ACTIVITY → Scan the entries below for the word "grouped". Copy each line that has it.

DATA →
━━━━━━━━━━━━━━━━

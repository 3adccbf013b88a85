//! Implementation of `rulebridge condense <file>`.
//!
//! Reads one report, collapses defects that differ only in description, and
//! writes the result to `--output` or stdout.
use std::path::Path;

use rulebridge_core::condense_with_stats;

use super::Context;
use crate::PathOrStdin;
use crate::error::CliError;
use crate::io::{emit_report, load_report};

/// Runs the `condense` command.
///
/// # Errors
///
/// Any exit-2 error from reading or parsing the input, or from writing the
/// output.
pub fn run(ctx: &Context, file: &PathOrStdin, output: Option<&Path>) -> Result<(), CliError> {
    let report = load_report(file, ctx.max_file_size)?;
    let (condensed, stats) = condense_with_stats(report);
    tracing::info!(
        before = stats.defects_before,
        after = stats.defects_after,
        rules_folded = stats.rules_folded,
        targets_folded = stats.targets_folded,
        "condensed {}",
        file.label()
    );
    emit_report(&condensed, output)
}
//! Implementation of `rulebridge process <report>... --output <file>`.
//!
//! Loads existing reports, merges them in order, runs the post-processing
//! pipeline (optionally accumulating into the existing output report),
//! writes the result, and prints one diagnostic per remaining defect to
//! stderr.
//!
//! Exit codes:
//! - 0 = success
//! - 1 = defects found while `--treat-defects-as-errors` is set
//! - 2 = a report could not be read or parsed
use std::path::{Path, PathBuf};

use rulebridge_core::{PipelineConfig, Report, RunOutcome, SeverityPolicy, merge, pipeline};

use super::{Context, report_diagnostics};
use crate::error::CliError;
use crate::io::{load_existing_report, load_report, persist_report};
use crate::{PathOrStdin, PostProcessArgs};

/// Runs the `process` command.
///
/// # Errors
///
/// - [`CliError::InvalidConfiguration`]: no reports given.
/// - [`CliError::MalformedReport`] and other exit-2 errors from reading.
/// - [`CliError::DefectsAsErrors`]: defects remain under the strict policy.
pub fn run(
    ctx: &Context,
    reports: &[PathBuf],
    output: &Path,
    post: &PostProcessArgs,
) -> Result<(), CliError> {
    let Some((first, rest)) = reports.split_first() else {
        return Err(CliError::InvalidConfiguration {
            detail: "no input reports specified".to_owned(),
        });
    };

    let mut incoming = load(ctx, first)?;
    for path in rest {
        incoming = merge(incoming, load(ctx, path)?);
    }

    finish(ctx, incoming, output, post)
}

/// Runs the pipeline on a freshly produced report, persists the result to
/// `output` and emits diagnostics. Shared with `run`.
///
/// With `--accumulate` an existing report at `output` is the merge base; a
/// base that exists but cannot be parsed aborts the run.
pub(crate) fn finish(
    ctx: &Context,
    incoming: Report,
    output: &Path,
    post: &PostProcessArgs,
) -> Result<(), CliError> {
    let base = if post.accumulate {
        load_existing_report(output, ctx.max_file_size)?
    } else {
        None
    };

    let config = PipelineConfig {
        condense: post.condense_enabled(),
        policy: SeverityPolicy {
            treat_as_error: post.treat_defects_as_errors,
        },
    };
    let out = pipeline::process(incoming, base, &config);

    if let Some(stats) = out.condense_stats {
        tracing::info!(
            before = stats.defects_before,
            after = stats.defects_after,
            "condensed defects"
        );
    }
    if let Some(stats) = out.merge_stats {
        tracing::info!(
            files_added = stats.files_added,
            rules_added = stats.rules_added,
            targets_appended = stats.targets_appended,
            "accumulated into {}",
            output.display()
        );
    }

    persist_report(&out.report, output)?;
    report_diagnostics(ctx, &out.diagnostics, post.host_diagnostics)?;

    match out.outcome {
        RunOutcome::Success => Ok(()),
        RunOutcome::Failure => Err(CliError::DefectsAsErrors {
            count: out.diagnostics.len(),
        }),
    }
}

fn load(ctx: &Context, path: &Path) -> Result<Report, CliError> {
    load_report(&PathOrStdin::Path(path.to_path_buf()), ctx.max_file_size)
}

━━━━━━━━━━━━━━━━

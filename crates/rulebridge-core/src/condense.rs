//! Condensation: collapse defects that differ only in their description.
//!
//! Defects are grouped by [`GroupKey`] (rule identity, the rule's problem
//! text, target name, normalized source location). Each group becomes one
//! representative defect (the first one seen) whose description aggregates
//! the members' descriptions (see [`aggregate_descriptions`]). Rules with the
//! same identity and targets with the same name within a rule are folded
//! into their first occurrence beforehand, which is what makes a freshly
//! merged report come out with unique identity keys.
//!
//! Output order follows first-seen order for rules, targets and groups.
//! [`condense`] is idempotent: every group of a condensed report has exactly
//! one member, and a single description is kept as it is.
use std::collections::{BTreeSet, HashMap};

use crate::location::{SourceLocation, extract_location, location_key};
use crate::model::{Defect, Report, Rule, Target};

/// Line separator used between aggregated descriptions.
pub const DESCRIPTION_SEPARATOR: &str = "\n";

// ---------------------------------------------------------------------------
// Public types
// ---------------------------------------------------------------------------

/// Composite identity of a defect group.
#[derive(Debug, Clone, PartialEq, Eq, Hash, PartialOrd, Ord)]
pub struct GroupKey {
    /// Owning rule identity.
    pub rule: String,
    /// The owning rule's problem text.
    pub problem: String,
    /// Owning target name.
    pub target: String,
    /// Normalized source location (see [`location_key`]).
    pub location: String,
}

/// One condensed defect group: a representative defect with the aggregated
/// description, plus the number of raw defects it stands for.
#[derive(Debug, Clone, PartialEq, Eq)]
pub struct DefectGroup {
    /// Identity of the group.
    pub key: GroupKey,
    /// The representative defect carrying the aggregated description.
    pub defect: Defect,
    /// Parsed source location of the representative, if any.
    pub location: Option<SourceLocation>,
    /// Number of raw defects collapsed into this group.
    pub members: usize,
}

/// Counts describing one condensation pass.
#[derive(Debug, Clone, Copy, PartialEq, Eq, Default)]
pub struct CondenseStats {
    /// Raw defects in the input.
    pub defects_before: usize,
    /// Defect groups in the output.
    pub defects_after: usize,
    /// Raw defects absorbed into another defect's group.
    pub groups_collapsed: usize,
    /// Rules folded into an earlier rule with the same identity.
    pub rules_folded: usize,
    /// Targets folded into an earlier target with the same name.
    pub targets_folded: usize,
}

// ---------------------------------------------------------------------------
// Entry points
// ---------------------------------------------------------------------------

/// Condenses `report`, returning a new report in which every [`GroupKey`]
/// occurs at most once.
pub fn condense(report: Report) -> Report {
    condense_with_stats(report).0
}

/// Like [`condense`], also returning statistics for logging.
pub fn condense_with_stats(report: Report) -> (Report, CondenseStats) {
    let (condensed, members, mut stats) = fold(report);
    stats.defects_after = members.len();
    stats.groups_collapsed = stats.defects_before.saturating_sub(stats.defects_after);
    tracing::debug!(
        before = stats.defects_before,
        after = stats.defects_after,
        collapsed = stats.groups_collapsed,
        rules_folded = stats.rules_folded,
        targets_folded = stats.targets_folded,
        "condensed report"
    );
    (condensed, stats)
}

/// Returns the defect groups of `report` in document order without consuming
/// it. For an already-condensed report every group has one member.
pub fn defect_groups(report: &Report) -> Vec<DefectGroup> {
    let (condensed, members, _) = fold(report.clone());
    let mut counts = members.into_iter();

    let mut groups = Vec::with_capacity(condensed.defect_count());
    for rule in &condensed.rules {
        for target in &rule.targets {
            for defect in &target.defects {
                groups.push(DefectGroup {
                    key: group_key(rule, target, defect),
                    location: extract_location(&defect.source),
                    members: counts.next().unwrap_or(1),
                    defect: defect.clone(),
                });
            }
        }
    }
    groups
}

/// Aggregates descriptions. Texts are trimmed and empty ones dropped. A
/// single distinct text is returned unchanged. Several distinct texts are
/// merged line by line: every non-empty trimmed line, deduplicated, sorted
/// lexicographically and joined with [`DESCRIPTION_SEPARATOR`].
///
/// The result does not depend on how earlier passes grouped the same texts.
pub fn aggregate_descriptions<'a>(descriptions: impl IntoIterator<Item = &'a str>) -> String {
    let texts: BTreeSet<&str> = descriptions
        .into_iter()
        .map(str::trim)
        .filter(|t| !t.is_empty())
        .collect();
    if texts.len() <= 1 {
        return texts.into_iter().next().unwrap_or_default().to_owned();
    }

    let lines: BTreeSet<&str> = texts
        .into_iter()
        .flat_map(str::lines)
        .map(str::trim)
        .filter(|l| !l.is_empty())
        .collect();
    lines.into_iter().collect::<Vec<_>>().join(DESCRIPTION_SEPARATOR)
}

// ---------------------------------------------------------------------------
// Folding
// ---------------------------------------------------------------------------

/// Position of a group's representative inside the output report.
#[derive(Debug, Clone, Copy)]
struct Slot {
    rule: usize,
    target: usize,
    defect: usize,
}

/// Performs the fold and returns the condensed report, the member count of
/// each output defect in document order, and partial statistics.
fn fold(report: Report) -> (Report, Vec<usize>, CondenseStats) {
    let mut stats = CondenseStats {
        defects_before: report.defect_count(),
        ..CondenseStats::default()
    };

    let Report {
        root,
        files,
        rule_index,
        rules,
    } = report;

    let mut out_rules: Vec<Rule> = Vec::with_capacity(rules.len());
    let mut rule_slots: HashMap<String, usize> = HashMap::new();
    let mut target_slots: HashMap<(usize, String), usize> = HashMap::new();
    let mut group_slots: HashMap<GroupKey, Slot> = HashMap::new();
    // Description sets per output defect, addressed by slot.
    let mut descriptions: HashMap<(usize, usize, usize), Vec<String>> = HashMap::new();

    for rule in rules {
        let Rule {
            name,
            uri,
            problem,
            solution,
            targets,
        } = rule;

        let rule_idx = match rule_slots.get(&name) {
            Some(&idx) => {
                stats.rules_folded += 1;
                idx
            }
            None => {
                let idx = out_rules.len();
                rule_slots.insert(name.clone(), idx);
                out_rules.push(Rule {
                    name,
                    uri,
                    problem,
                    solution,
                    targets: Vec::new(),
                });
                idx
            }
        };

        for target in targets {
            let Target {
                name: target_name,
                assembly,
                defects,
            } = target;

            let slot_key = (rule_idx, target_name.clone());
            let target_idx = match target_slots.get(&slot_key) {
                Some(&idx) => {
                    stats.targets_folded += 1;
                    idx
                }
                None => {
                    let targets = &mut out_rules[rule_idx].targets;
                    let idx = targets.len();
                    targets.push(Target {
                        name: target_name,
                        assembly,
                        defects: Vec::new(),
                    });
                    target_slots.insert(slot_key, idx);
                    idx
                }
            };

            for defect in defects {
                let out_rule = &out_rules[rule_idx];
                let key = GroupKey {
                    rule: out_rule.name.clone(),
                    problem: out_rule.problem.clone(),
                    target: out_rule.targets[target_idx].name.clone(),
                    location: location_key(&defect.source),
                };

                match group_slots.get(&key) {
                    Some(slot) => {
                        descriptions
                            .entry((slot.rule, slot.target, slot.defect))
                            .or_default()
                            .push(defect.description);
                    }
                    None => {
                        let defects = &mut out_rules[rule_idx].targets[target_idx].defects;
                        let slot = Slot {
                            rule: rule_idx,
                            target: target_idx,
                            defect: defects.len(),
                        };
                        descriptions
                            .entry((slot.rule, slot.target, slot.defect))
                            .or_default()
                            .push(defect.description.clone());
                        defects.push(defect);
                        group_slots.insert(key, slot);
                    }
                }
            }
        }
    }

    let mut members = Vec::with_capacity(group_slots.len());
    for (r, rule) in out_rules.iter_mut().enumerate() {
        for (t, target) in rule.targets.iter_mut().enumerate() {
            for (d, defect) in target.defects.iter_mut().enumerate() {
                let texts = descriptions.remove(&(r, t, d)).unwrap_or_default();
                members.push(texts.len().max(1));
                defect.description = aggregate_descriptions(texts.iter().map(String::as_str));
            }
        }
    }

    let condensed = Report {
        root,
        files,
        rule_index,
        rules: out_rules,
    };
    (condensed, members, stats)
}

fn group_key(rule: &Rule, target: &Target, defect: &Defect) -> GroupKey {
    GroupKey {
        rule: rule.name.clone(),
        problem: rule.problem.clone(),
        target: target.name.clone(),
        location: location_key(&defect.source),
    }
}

━━━━━━━━━━━━━━━━

EXPECTED ANSWER →
//! Defects are grouped by [`GroupKey`] (rule identity, the rule's problem
/// The result does not depend on how earlier passes grouped the same texts.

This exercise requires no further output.